But the tall soldier continued to beg in a lowly way. He now hung babelike to the youth's arm. His eyes rolled in the wildness of his terror. "I was allus a good friend t' yeh, wa'n't I, Henry? I 've allus been a pretty good feller, ain't I? An' it ain't much t' ask, is it? Jest t' pull me along outer th' road? I'd do it fer you, wouldn't I, Henry?"



He paused in piteous anxiety to await his friend's reply.



The youth had reached an anguish where the sobs scorched him. He strove to express his loyalty, but he could only make fantastic gestures.



However, the tall soldier seemed suddenly to forget all those fears. He became again the grim, stalking specter of a soldier. He went stonily forward. The youth wished his friend to lean upon him, but the other always shook his head and strangely protested. "No–no–no–leave me be–leave me be–"
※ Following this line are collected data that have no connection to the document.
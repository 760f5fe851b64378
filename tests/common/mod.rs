#![allow(dead_code)]

use std::sync::Arc;
use std::time::Duration;

use anyhow::{Context, Result};
use async_trait::async_trait;
use serde_json::{Map, Value};
use uuid::Uuid;

use bizops_api::config::AppConfig;
use bizops_api::database::{Document, DocumentStore, MemoryStore, Page, PgDocumentStore, StoreError};
use bizops_api::filter::ListQuery;
use bizops_api::{app, AppState};

pub struct TestServer {
    pub port: u16,
    pub base_url: String,
    pub client: reqwest::Client,
    pub config: AppConfig,
}

impl TestServer {
    pub fn url(&self, path: &str) -> String {
        format!("{}{}", self.base_url, path)
    }
}

/// Serve the router in-process on a free port, backed by `store`
pub async fn spawn_with(store: Arc<dyn DocumentStore>) -> Result<TestServer> {
    let port = portpicker::pick_unused_port().context("failed to pick free port")?;
    let base_url = format!("http://127.0.0.1:{}", port);
    let config = AppConfig::development();

    let listener = tokio::net::TcpListener::bind(("127.0.0.1", port))
        .await
        .with_context(|| format!("failed to bind {}", port))?;
    let router = app(AppState::new(config.clone(), store));
    tokio::spawn(async move {
        let _ = axum::serve(listener, router).await;
    });

    let client = reqwest::Client::builder()
        .timeout(Duration::from_secs(5))
        .build()?;

    Ok(TestServer { port, base_url, client, config })
}

pub async fn spawn() -> Result<TestServer> {
    spawn_with(Arc::new(MemoryStore::new())).await
}

/// Serve against the Postgres store at `DATABASE_URL`. `None` when the
/// variable is unset so the suite still runs without a database.
pub async fn spawn_postgres() -> Result<Option<TestServer>> {
    let _ = dotenvy::dotenv();
    let Ok(url) = std::env::var("DATABASE_URL") else {
        eprintln!("DATABASE_URL not set, skipping Postgres tests");
        return Ok(None);
    };

    let pool = sqlx::postgres::PgPoolOptions::new()
        .max_connections(5)
        .acquire_timeout(Duration::from_secs(5))
        .connect(&url)
        .await
        .context("failed to connect to DATABASE_URL")?;
    let store = PgDocumentStore::new(pool);
    store.ensure_schema().await?;

    spawn_with(Arc::new(store)).await.map(Some)
}

/// Store whose every call fails, standing in for an unreachable database
pub struct FailingStore;

fn down() -> StoreError {
    StoreError::ConfigMissing("DATABASE_URL")
}

#[async_trait]
impl DocumentStore for FailingStore {
    async fn ping(&self) -> Result<(), StoreError> {
        Err(down())
    }

    async fn list(&self, _collection: &str, _query: &ListQuery) -> Result<Page, StoreError> {
        Err(down())
    }

    async fn get(&self, _collection: &str, _id: Uuid) -> Result<Option<Document>, StoreError> {
        Err(down())
    }

    async fn insert(&self, _collection: &str, _body: Map<String, Value>) -> Result<Document, StoreError> {
        Err(down())
    }

    async fn update(
        &self,
        _collection: &str,
        _id: Uuid,
        _patch: Map<String, Value>,
    ) -> Result<Option<Document>, StoreError> {
        Err(down())
    }

    async fn delete(&self, _collection: &str, _id: Uuid) -> Result<bool, StoreError> {
        Err(down())
    }
}
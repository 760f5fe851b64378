use chrono::{Duration, Utc};
use jsonwebtoken::{decode, encode, DecodingKey, EncodingKey, Header, Validation};
use serde::{Deserialize, Serialize};
use thiserror::Error;

pub mod session;

pub use session::{gate, Gate, SessionContext, SessionUser};

/// Roles carried in session tokens
#[derive(Debug, Clone, Copy, PartialEq, Eq, Hash, Serialize, Deserialize)]
#[serde(rename_all = "lowercase")]
pub enum Role {
    Admin,
    Sales,
    Warehouse,
    Procurement,
    Support,
}

impl std::str::FromStr for Role {
    type Err = AuthError;

    fn from_str(s: &str) -> Result<Self, Self::Err> {
        match s {
            "admin" => Ok(Role::Admin),
            "sales" => Ok(Role::Sales),
            "warehouse" => Ok(Role::Warehouse),
            "procurement" => Ok(Role::Procurement),
            "support" => Ok(Role::Support),
            other => Err(AuthError::UnknownRole(other.to_string())),
        }
    }
}

#[derive(Debug, Clone, Serialize, Deserialize)]
pub struct Claims {
    pub sub: String,
    pub role: Role,
    pub exp: i64,
    pub iat: i64,
}

impl Claims {
    /// Fails when `expiry_hours` puts the expiry past what a timestamp can hold
    pub fn new(sub: impl Into<String>, role: Role, expiry_hours: u64) -> Result<Self, AuthError> {
        let now = Utc::now();
        let exp = i64::try_from(expiry_hours)
            .ok()
            .and_then(Duration::try_hours)
            .and_then(|lifetime| now.checked_add_signed(lifetime))
            .ok_or(AuthError::InvalidExpiry(expiry_hours))?;

        Ok(Self {
            sub: sub.into(),
            role,
            exp: exp.timestamp(),
            iat: now.timestamp(),
        })
    }
}

#[derive(Debug, Error)]
pub enum AuthError {
    #[error("JWT generation error: {0}")]
    TokenGeneration(String),

    #[error("Invalid token: {0}")]
    InvalidToken(String),

    #[error("Invalid JWT secret")]
    InvalidSecret,

    #[error("Token expiry of {0} hours is out of range")]
    InvalidExpiry(u64),

    #[error("Unknown role: {0}")]
    UnknownRole(String),
}

pub fn generate_jwt(claims: &Claims, secret: &str) -> Result<String, AuthError> {
    if secret.is_empty() {
        return Err(AuthError::InvalidSecret);
    }

    let encoding_key = EncodingKey::from_secret(secret.as_bytes());
    encode(&Header::default(), claims, &encoding_key)
        .map_err(|e| AuthError::TokenGeneration(e.to_string()))
}

/// Decode and validate an HS256 token, including expiry
pub fn validate_jwt(token: &str, secret: &str) -> Result<Claims, AuthError> {
    if secret.is_empty() {
        return Err(AuthError::InvalidSecret);
    }

    let decoding_key = DecodingKey::from_secret(secret.as_bytes());
    decode::<Claims>(token, &decoding_key, &Validation::default())
        .map(|data| data.claims)
        .map_err(|e| AuthError::InvalidToken(e.to_string()))
}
His look was fixed again upon the unknown. He moved with mysterious purpose, and all of the youth's offers he brushed aside. "No–no–leave me be–leave me be–"



The youth had to follow.



Presently the latter heard a voice talking softly near his shoulder. Turning he saw that it belonged to the tattered soldier. "Ye'd better take 'im outa th' road, pardner. There's a batt'ry comin' helitywhoop down th' road an' he 'll git runned over. He 's a goner anyhow in about five minutes–yeh kin see that. Ye 'd better take 'im outa th' road. Where th' blazes does hi git his stren'th from?"



"Lord knows!" cried the youth. He was shaking his hands helplessly.



He ran forward presently and grasped the tall soldier by the arm. "Jim! Jim!" he coaxed, "come with me."



The tall soldier weakly tried to wrench himself free. "Huh," he said vacantly. He stared at the youth for a moment. At last he spoke as if dimly comprehending. "Oh! Inteh th' fields? Oh!"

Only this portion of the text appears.